Диагностика рака толстой кишки основана на комплексном применении клинических, рентгенологических, эндоскопических, ультразвуковых, лабораторных методов исследования.

После изучения жалоб и анамнеза переходят к физикальным методам исследования. При осмотре можно выявить бледности кожных покровов, похудание, вздутие различных отделов живота

Важное значение в диагностике опухолей ободочной кишки имеет пальпация живота. Легче поддаются исследованию опухоли слепой, поперечной и сигмовидной кишок. Трудно пальпировать опухоли печеночного и селезеночного изгибов. Пальпацией определяют локализацию, плотность, размеры, подвижность болезненность опухоли, размеры, консистенцию, болезненность характер края и поверхности печени, состояние периферических лимфатических узлов.

Перкуссия необходима для определения наличия жидкости в свободной брюшной полости.

Аускультация живота позволяет выявить усиленную перистальтику и шум плеска при осложнении опухоли толстой кишки непроходимостью.

При подозрении на колоректальный рак обязательно проводится пальцевое исследование прямой кишки. При раке ободочной кишки оно дает возможность определить наличие или отсутствие метастазов в дугласовом пространстве, а также синхронной опухоли в прямой кишке.

При раке прямой кишки пальцевое исследование позволяет выявить опухоль в 80-85% случаев. Пальцевому исследованию доступны опухоли, локализующиеся в ампулярном отделе, которые определяются в виде узла или язвы с плотными краями и ригидной стенкой. При исследовании устанавливаются локализация опухоли, ее отношение к окружающим тканям и подвижность.

У женщин пальцевое исследование прямой кишки дополняют влагалищным исследованием для определения распространения опухоли.
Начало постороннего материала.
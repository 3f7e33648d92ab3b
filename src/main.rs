use std::io;
use std::path::PathBuf;

use anyhow::{Context, Result};
use clap::Parser;
use crossterm::{
    execute,
    terminal::{disable_raw_mode, enable_raw_mode, EnterAlternateScreen, LeaveAlternateScreen},
};
use ratatui::{backend::CrosstermBackend, Terminal};
use tracing::info;

use connect_four::config::AppConfig;
use connect_four::logging;
use connect_four::ui::App;

/// Two-player Connect Four in the terminal.
#[derive(Parser)]
#[command(name = "connect-four", about = "Play Connect Four in the terminal")]
struct Cli {
    /// Path to TOML configuration file
    #[arg(long, default_value = "connect-four.toml")]
    config: PathBuf,

    /// Override the log file location
    #[arg(long)]
    log_file: Option<PathBuf>,

    /// Override the log level (trace, debug, info, warn, error)
    #[arg(long)]
    log_level: Option<String>,

    /// Print the default configuration as TOML and exit
    #[arg(long)]
    print_config: bool,
}

fn main() -> Result<()> {
    let cli = Cli::parse();

    if cli.print_config {
        print!("{}", AppConfig::default_toml());
        return Ok(());
    }

    let mut config = AppConfig::load_or_default(&cli.config)
        .with_context(|| format!("loading config from {}", cli.config.display()))?;

    // Apply CLI overrides
    if let Some(file) = cli.log_file {
        config.logging.file = file;
    }
    if let Some(level) = cli.log_level {
        config.logging.level = level;
    }
    config.validate().context("invalid configuration")?;

    logging::init(&config.logging).context("setting up logging")?;
    info!(config = %cli.config.display(), "starting");

    run(App::new(config.ui)).context("terminal UI failed")
}

fn run(mut app: App) -> io::Result<()> {
    // Setup terminal
    enable_raw_mode()?;
    let mut stdout = io::stdout();
    execute!(stdout, EnterAlternateScreen)?;
    let backend = CrosstermBackend::new(stdout);
    let mut terminal = Terminal::new(backend)?;

    let res = app.run(&mut terminal);

    // Restore terminal, even on error
    let _ = disable_raw_mode();
    let _ = execute!(terminal.backend_mut(), LeaveAlternateScreen);
    let _ = terminal.show_cursor();

    res
}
Ректороманоскопия — обязательный метод исследования при диагностике рака прямой кишки и дистальной части сигмовидной кишки. В ходе исследования визуально оценивают опухоль, определяют уровень расположения нижнего края и протяженность опухоли по длиннику кишки, проводят биопсию ткани опухоли для морфологического исследования.
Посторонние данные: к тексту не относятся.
use tracing::{debug, info, instrument};

use super::board::{Board, WinningLine};
use super::player::Player;

#[derive(Debug, Clone, Copy, PartialEq, Eq)]
pub enum GameStatus {
    InProgress,
    Finished(Player),
}

#[derive(Debug, Clone, PartialEq, Eq, thiserror::Error)]
pub enum MoveError {
    #[error("column is full")]
    ColumnFull,
    #[error("invalid column")]
    InvalidColumn,
    #[error("game is over")]
    GameOver,
}

/// Where a piece landed.
#[derive(Debug, Clone, Copy, PartialEq, Eq)]
pub struct Placement {
    pub row: usize,
    pub column: usize,
    pub player: Player,
}

/// Result of an accepted move. `winner` is set when the move ended the game.
#[derive(Debug, Clone, Copy, PartialEq, Eq)]
pub struct MoveResult {
    pub placement: Placement,
    pub winner: Option<Player>,
}

#[derive(Debug, Clone, PartialEq)]
pub struct GameState {
    board: Board,
    current_player: Player,
    status: GameStatus,
    move_count: usize,
}

impl GameState {
    /// Create initial game state on the standard board
    pub fn new() -> Self {
        Self::with_board(Board::new())
    }

    /// Start a game on the given board. The board is expected to be empty.
    pub fn with_board(board: Board) -> Self {
        info!(width = board.width(), height = board.height(), "new game");
        GameState {
            board,
            current_player: Player::One,
            status: GameStatus::InProgress,
            move_count: 0,
        }
    }

    /// Get current player
    pub fn current_player(&self) -> Player {
        self.current_player
    }

    /// Hand the turn to the other player
    pub fn advance_turn(&mut self) {
        self.current_player = self.current_player.other();
    }

    /// Get reference to board
    pub fn board(&self) -> &Board {
        &self.board
    }

    pub fn status(&self) -> GameStatus {
        self.status
    }

    /// Check if game is over
    pub fn is_finished(&self) -> bool {
        matches!(self.status, GameStatus::Finished(_))
    }

    pub fn winner(&self) -> Option<Player> {
        match self.status {
            GameStatus::Finished(player) => Some(player),
            GameStatus::InProgress => None,
        }
    }

    /// The four-in-a-row that ended the game, if any
    pub fn winning_line(&self) -> Option<WinningLine> {
        self.winner()
            .and_then(|player| self.board.winning_line(player))
    }

    /// Number of pieces placed so far
    pub fn move_count(&self) -> usize {
        self.move_count
    }

    /// True when no column can take another piece. A full board without a
    /// winner does not finish the game; every further drop is rejected.
    pub fn is_board_full(&self) -> bool {
        self.board.is_full()
    }

    /// Get list of columns that accept a piece
    pub fn legal_columns(&self) -> Vec<usize> {
        if self.is_finished() {
            return Vec::new();
        }

        (0..self.board.width())
            .filter(|&col| !self.board.is_column_full(col))
            .collect()
    }

    /// Drop the current player's piece into `column`.
    #[instrument(level = "debug", skip(self), fields(player = %self.current_player))]
    pub fn drop_piece(&mut self, column: usize) -> Result<MoveResult, MoveError> {
        if self.is_finished() {
            debug!("rejected: game over");
            return Err(MoveError::GameOver);
        }
        if column >= self.board.width() {
            debug!("rejected: invalid column");
            return Err(MoveError::InvalidColumn);
        }

        let Some(row) = self.board.lowest_empty_row(column) else {
            debug!("rejected: column full");
            return Err(MoveError::ColumnFull);
        };

        let player = self.current_player;
        self.board.place(row, column, player);
        self.move_count += 1;
        debug!(row, "piece placed");

        let placement = Placement {
            row,
            column,
            player,
        };

        if self.board.check_win(player) {
            self.status = GameStatus::Finished(player);
            info!(%player, moves = self.move_count, "game won");
            debug!("final board:\n{}", self.board);
            return Ok(MoveResult {
                placement,
                winner: Some(player),
            });
        }

        self.advance_turn();
        Ok(MoveResult {
            placement,
            winner: None,
        })
    }
}

impl Default for GameState {
    fn default() -> Self {
        Self::new()
    }
}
Важное значение в диагностике рака толстой кишки имеет ирригоскопия, которая позволяет определить размеры, форму, локализацию опухоли, а также возможные ее осложнения (прорастание в мочевой пузырь, тонкую кишку, влагалище, окружающие ткани).

С помощью рентгенологического исследования осуществляют дифференциальную диагностику рака с другими заболеваниями толстой кишки, определяют анатомо-топографические особенности толстой кишки, а также выявляют возможные синхронные доброкачественные и злокачественные опухоли. Рентгенологическими признаками рака толстой кишки являются: дефект наполнения, атипическая перестройка рельефа слизистой оболочки, сужение кишки, неровность контуров, исчезновение гаустрации в ограниченном сегменте, расширение кишки выше и ниже пораженного опухолью сегмента, сегментарное укорочение кишки, неполная эвакуация контрастного вещества из кишки после ее опорожнения, стойкое депо контрастного вещества в дефекте наполнения или в дефекте на рельефе, ригидность стенок кишки, подрытость краев опухоли, задержка опухолью продвижения контрастного вещества после ретроградного заполнения кишки (симптом «стоп»), дополнительная тень на фоне воздуха, неполное сокращение кишки на уровне опухоли после ее опорожнения.
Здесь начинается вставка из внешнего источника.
//! Terminal UI: turns key presses into column drops and draws the board.

mod app;
mod game_view;

pub use app::{App, UiConfig};
//! Integer conversion utilities
//!
//! This module groups explicit conversion implementations between the
//! fixed-size `Int64` primitive and native representations.
//!
//! Each submodule is responsible for one input kind, following these
//! principles:
//! - explicit little-endian storage semantics
//! - no implicit truncation
//! - fallible conversions when narrowing may lose information
//! - simple, auditable implementations
//!
//! Together with `Int64::from_double` these impls form the full set of
//! constructors: native integers, hexadecimal text, byte sequences, other
//! `Int64` values (via `Copy`), and raw double bit patterns. There is one
//! explicit entry point per input kind; nothing is inferred at runtime.

mod str;
mod u8;
mod u32;
mod u64;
Ирригоскопия противопоказана при перфорации стенки кишки и острой токсической дилатации толстой кишки.

При расположении опухоли в ободочной кишке для ее визуальной оценки и биопсии применяют колоноскопию, которую необходимо проводить после ирригоскопии. Показания к колоноскопии: подозрение на опухоль ободочной кишки при неясных рентгенологических данных, полипоз толстой кишки для определения локализации полипов и их возможной малигнизации, подозрение на неонкологические заболевания толстой кишки для точного установления диагноза и биопсии слизистой оболочки кишки, кишечное кровотечение. Противопоказания к колоноскопии: выраженная дыхательная и сердечно-сосудистая недостаточность, инфаркт миокарда, инсульт, обострение геморроя, острый парапроктит, выраженный дивертикулит, тяжелые формы неспецифического язвенного колита и болезни Крона толстой кишки в период обострения, острые заболевания органов брюшной полости.

Для оценки распространенности опухолевого процесса применяют ультразвуковое исследование органов брюшной полости и таза, рентгенологическое исследование легких, компьютерную томографию органов брюшной полости и таза, лапароскопию, цистоскопию.